*REQUIRED WORK:*
Check each line of the listing below for the string "regular", then copy every line that has it.

□ □ □ □ □ □ □

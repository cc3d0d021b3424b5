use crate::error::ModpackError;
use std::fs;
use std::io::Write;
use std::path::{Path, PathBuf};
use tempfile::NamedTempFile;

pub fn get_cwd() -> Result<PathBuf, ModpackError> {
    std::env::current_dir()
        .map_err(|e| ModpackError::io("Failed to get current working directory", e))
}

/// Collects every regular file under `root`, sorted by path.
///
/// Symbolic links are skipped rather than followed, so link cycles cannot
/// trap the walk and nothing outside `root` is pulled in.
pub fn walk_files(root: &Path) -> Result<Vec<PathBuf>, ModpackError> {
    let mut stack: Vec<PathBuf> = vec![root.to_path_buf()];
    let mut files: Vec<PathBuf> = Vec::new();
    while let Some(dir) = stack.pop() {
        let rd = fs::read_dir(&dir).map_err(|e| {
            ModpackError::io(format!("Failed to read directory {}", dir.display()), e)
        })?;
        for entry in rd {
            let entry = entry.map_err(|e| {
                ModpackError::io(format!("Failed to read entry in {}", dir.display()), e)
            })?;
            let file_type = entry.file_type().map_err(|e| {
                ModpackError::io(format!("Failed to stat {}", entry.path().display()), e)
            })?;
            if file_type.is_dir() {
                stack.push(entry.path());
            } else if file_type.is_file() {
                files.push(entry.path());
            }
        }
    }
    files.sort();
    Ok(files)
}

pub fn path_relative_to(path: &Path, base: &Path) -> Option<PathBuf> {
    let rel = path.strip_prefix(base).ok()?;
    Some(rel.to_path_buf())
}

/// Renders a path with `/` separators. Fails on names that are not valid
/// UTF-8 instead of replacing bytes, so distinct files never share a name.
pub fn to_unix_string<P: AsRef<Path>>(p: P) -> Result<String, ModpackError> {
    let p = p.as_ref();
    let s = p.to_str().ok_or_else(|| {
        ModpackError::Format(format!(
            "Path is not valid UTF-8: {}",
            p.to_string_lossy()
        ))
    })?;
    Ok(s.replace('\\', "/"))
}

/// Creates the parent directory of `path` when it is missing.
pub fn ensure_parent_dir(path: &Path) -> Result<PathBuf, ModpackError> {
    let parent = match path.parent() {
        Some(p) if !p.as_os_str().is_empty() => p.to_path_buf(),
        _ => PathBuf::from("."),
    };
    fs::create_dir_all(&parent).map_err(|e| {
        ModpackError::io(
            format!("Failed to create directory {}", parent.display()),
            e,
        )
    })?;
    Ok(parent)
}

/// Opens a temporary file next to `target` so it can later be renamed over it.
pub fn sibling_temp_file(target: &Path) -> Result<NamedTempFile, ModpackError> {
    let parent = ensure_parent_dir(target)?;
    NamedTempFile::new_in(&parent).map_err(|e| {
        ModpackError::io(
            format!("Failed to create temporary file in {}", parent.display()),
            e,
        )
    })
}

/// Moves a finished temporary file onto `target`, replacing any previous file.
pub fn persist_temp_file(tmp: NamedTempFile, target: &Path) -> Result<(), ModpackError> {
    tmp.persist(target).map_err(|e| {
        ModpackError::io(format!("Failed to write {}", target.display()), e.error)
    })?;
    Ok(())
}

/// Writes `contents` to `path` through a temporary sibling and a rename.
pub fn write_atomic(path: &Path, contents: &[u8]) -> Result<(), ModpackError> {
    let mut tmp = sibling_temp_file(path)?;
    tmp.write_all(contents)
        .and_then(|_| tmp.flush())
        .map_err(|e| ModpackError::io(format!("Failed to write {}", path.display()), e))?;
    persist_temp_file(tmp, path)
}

□ □ □ □ □ □ □

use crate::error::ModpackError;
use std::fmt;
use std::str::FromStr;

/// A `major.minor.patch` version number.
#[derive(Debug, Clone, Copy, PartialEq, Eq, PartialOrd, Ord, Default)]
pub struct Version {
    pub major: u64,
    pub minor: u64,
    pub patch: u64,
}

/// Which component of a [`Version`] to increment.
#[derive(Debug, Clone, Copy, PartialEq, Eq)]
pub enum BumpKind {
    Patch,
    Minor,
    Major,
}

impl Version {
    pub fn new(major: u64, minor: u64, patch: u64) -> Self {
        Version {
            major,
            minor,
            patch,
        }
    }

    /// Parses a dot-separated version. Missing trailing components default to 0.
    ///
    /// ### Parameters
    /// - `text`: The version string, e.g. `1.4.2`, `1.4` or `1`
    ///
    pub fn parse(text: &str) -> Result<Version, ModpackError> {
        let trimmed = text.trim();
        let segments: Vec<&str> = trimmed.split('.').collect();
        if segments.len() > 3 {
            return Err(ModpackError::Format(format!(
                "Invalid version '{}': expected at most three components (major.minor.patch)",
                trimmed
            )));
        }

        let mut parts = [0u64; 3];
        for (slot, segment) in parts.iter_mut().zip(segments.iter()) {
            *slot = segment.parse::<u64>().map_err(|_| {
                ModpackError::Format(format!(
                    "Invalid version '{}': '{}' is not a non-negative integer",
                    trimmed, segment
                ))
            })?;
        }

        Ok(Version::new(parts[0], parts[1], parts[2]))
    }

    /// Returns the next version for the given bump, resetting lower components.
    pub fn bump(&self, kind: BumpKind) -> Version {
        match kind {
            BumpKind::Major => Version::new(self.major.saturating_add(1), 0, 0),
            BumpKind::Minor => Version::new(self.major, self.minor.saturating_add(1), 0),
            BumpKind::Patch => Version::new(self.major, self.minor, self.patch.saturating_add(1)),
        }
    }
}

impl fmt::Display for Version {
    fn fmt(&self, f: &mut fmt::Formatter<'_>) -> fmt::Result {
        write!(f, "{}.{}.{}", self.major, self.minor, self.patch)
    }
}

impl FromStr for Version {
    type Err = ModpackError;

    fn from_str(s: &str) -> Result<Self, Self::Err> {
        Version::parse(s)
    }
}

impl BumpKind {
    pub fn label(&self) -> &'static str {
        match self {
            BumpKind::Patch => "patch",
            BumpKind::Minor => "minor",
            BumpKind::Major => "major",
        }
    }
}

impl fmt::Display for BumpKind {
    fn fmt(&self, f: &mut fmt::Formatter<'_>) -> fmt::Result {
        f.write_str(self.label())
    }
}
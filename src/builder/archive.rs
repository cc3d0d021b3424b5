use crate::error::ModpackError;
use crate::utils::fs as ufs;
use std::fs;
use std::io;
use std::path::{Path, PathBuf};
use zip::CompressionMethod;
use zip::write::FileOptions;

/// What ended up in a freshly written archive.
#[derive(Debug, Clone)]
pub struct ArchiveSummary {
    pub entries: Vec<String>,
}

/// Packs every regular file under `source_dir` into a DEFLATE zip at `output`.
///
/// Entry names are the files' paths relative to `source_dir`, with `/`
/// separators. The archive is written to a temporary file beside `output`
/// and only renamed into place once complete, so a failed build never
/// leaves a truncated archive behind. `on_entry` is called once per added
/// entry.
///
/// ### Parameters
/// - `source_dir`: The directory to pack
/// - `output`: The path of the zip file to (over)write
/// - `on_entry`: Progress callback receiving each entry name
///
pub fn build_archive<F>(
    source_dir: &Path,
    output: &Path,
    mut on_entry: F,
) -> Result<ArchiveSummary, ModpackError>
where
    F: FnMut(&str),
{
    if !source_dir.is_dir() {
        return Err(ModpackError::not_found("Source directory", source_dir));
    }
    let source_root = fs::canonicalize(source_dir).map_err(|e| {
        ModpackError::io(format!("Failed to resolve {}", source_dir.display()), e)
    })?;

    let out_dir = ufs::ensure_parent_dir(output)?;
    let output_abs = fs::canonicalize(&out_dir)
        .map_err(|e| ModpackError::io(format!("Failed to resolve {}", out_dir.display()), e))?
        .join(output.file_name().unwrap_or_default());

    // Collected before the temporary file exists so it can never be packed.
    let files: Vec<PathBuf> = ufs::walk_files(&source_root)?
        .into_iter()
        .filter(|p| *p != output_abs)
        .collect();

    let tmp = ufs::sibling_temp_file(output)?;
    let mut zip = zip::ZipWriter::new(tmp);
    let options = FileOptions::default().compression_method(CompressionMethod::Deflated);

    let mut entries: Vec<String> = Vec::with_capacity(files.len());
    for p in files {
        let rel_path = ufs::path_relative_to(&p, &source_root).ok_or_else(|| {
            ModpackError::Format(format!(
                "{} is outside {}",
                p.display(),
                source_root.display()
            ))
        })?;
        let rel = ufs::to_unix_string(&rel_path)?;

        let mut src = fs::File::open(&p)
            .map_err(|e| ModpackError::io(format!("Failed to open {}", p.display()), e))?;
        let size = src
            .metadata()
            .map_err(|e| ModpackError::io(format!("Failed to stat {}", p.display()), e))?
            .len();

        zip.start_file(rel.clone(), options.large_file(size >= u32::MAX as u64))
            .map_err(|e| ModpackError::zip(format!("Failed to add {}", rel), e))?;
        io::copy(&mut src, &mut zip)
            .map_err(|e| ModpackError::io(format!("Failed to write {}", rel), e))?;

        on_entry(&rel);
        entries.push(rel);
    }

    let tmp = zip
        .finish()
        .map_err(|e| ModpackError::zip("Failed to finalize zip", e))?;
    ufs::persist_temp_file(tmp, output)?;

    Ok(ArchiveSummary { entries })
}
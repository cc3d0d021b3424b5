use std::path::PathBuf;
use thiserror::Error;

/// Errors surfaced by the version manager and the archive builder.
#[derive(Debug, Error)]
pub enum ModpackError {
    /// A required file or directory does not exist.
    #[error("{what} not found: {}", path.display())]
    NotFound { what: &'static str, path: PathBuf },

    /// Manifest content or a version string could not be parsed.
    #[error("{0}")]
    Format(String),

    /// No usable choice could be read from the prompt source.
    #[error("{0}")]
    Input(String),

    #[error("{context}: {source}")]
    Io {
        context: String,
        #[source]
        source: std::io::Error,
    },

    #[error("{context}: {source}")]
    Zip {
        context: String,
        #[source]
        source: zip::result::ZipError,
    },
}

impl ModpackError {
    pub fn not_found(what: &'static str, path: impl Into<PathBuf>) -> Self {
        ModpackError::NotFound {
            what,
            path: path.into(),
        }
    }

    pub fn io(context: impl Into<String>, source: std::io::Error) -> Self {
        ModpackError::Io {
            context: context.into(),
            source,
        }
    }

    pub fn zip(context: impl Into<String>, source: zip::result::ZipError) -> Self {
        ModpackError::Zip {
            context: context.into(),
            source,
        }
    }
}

□ □ □ □ □ □ □

*RESULT:*
/// Collects every regular file under `root`, sorted by path.
/// Packs every regular file under `source_dir` into a DEFLATE zip at `output`.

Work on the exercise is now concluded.